[Data records Boundary: Start]
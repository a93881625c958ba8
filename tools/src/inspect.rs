use anyhow::{bail, Context, Result};
use serde_json::json;
use std::path::Path;

use libchat_core::units::split_units;
use libchat_core::{ChatCorpus, Lexicon, PartOfSpeech};

fn load_lexicon(bank: &Path) -> Result<Lexicon> {
    Lexicon::load_file(bank).with_context(|| format!("loading lexicon {}", bank.display()))
}

pub fn lexicon_get(bank: &Path, word: &str) -> Result<()> {
    let lexicon = load_lexicon(bank)?;
    match lexicon.find(&split_units(word)) {
        Some(info) => {
            let tag = info.part_of_speech.map(|p| p.tag()).unwrap_or("-");
            println!("{word}\t{tag}\t{}", info.frequency);
        }
        None => println!("{word}: not found"),
    }
    Ok(())
}

pub fn lexicon_trace(bank: &Path, word: &str) -> Result<()> {
    let lexicon = load_lexicon(bank)?;
    let units = split_units(word);
    let trace = lexicon.frequency_trace(&units, 0, units.len());
    for (i, frequency) in trace.iter().enumerate() {
        println!("{i}\t{}\t{frequency}", units[i..].concat());
    }
    Ok(())
}

pub fn lexicon_stats(bank: &Path) -> Result<()> {
    let lexicon = load_lexicon(bank)?;
    println!("words: {}", lexicon.word_count());
    println!("nodes: {}", lexicon.node_count());
    Ok(())
}

fn parse_tag(tag: Option<&str>) -> Result<Option<PartOfSpeech>> {
    match tag {
        None => Ok(None),
        Some(tag) => match PartOfSpeech::parse(tag) {
            Some(pos) => Ok(Some(pos)),
            None => bail!("unknown part-of-speech tag {tag:?}"),
        },
    }
}

/// The mutating commands rewrite the bank in place.
pub enum Edit {
    Set,
    Add,
    Delete,
}

pub fn lexicon_edit(bank: &Path, word: &str, edit: Edit, frequency: f64, tag: Option<&str>) -> Result<()> {
    let mut lexicon = load_lexicon(bank)?;
    let units = split_units(word);
    let pos = parse_tag(tag)?;
    let message = match edit {
        Edit::Set => {
            if lexicon.set(&units, pos, frequency) {
                "updated"
            } else {
                "added"
            }
        }
        Edit::Add => {
            if lexicon.add(&units, pos, frequency) {
                "added"
            } else {
                "already present"
            }
        }
        Edit::Delete => {
            if lexicon.delete(&units) {
                "deleted"
            } else {
                "not found"
            }
        }
    };
    lexicon
        .save_file(bank)
        .with_context(|| format!("writing lexicon {}", bank.display()))?;
    println!("{word}: {message}");
    Ok(())
}

/// Print every pair whose question contains `word`, as JSON.
pub fn chats(chats: &Path, word: &str) -> Result<()> {
    let corpus = ChatCorpus::load_file(chats).with_context(|| format!("loading corpus {}", chats.display()))?;
    let Some(id) = corpus.word_id(word).known() else {
        println!("{}", json!({ "word": word, "id": null, "pairs": [] }));
        return Ok(());
    };
    let pairs: Vec<_> = corpus
        .postings(id)
        .iter()
        .filter_map(|&location| {
            let pair = corpus.pair(location)?;
            let question: Vec<&str> = pair.question.vectors().iter().map(|v| v.text()).collect();
            Some(json!({
                "session": location.session,
                "pair": location.pair,
                "question": question,
                "answer": pair.answer,
            }))
        })
        .collect();
    let report = json!({ "word": word, "id": id, "pairs": pairs });
    println!("{}", serde_json::to_string_pretty(&report)?);
    Ok(())
}
use std::io;

use anyhow::{Context, Result};
use clap::{CommandFactory, Parser};
use tracing_subscriber::EnvFilter;

use tl_cli::commands::report;
use tl_cli::{Cli, Config};

fn main() -> Result<()> {
    let cli = Cli::parse();

    // Initialize tracing with verbose flag support
    let filter = if cli.verbose {
        EnvFilter::new("debug")
    } else {
        EnvFilter::from_default_env()
    };
    // Use try_init to avoid panic if tracing is already initialized (e.g., in tests)
    let _ = tracing_subscriber::fmt()
        .with_env_filter(filter)
        .with_writer(io::stderr)
        .try_init();

    let Some(log_file) = cli.log_file.as_deref() else {
        // No log file, show usage
        Cli::command().print_help()?;
        println!();
        return Ok(());
    };

    let config =
        Config::load_from(cli.config.as_deref()).context("failed to load configuration")?;
    tracing::debug!(?config, "loaded configuration");
    let thresholds = config.thresholds().context("invalid configuration")?;

    let mut stdout = io::stdout().lock();
    report::run(&mut stdout, log_file, &thresholds, cli.json)
}
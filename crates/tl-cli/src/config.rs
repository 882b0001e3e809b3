//! Configuration loading and management.

use std::path::{Path, PathBuf};

use figment::Figment;
use figment::providers::{Env, Format, Serialized, Toml};
use serde::{Deserialize, Serialize};
use tl_core::{Thresholds, ValidationError};

/// Application configuration.
#[derive(Debug, Clone, PartialEq, Eq, Serialize, Deserialize)]
pub struct Config {
    /// Tasks running longer than this many minutes are flagged WARNING.
    pub warning_after_minutes: u32,

    /// Tasks running longer than this many minutes are flagged ERROR.
    pub error_after_minutes: u32,
}

impl Default for Config {
    fn default() -> Self {
        Self {
            warning_after_minutes: 5,
            error_after_minutes: 10,
        }
    }
}

impl Config {
    /// Loads configuration, optionally from a specific file.
    #[expect(
        clippy::result_large_err,
        reason = "figment::Error is large but only returned at startup"
    )]
    pub fn load_from(config_path: Option<&Path>) -> Result<Self, figment::Error> {
        let mut figment = Figment::from(Serialized::defaults(Self::default()));

        if let Some(config_dir) = dirs_config_path() {
            figment = figment.merge(Toml::file(config_dir.join("config.toml")));
        }

        if let Some(path) = config_path {
            figment = figment.merge(Toml::file(path));
        }

        // Environment variables (TL_*) override files
        figment = figment.merge(Env::prefixed("TL_"));

        figment.extract()
    }

    /// Validated classification thresholds.
    pub fn thresholds(&self) -> Result<Thresholds, ValidationError> {
        Thresholds::from_minutes(self.warning_after_minutes, self.error_after_minutes)
    }
}

/// Returns the platform-specific config directory for tl.
///
/// On Linux: `~/.config/tl`
pub fn dirs_config_path() -> Option<PathBuf> {
    dirs::config_dir().map(|p| p.join("tl"))
}

#[cfg(test)]
mod tests {
    use std::io::Write;

    use chrono::Duration;
    use tempfile::NamedTempFile;

    use super::*;

    #[test]
    fn test_default_thresholds() {
        let thresholds = Config::default().thresholds().unwrap();
        assert_eq!(thresholds, Thresholds::default());
    }

    #[test]
    fn test_dirs_config_path_ends_with_tl() {
        let path = dirs_config_path().unwrap();
        assert_eq!(path.file_name().unwrap(), "tl");
    }

    #[test]
    fn test_config_file_overrides_defaults() {
        let mut file = NamedTempFile::new().unwrap();
        writeln!(file, "warning_after_minutes = 2").unwrap();
        writeln!(file, "error_after_minutes = 30").unwrap();
        file.flush().unwrap();

        let config = Config::load_from(Some(file.path())).unwrap();
        assert_eq!(config.warning_after_minutes, 2);
        assert_eq!(config.error_after_minutes, 30);

        let thresholds = config.thresholds().unwrap();
        assert_eq!(thresholds.warning_after, Duration::minutes(2));
        assert_eq!(thresholds.error_after, Duration::minutes(30));
    }

    #[test]
    fn test_inverted_thresholds_rejected() {
        let config = Config {
            warning_after_minutes: 20,
            error_after_minutes: 10,
        };
        assert!(config.thresholds().is_err());
    }
}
[Data records Boundary: End]
What is needed>
In the records, how many lines have the word "loading" in them? Only the number is needed.

Task result>
3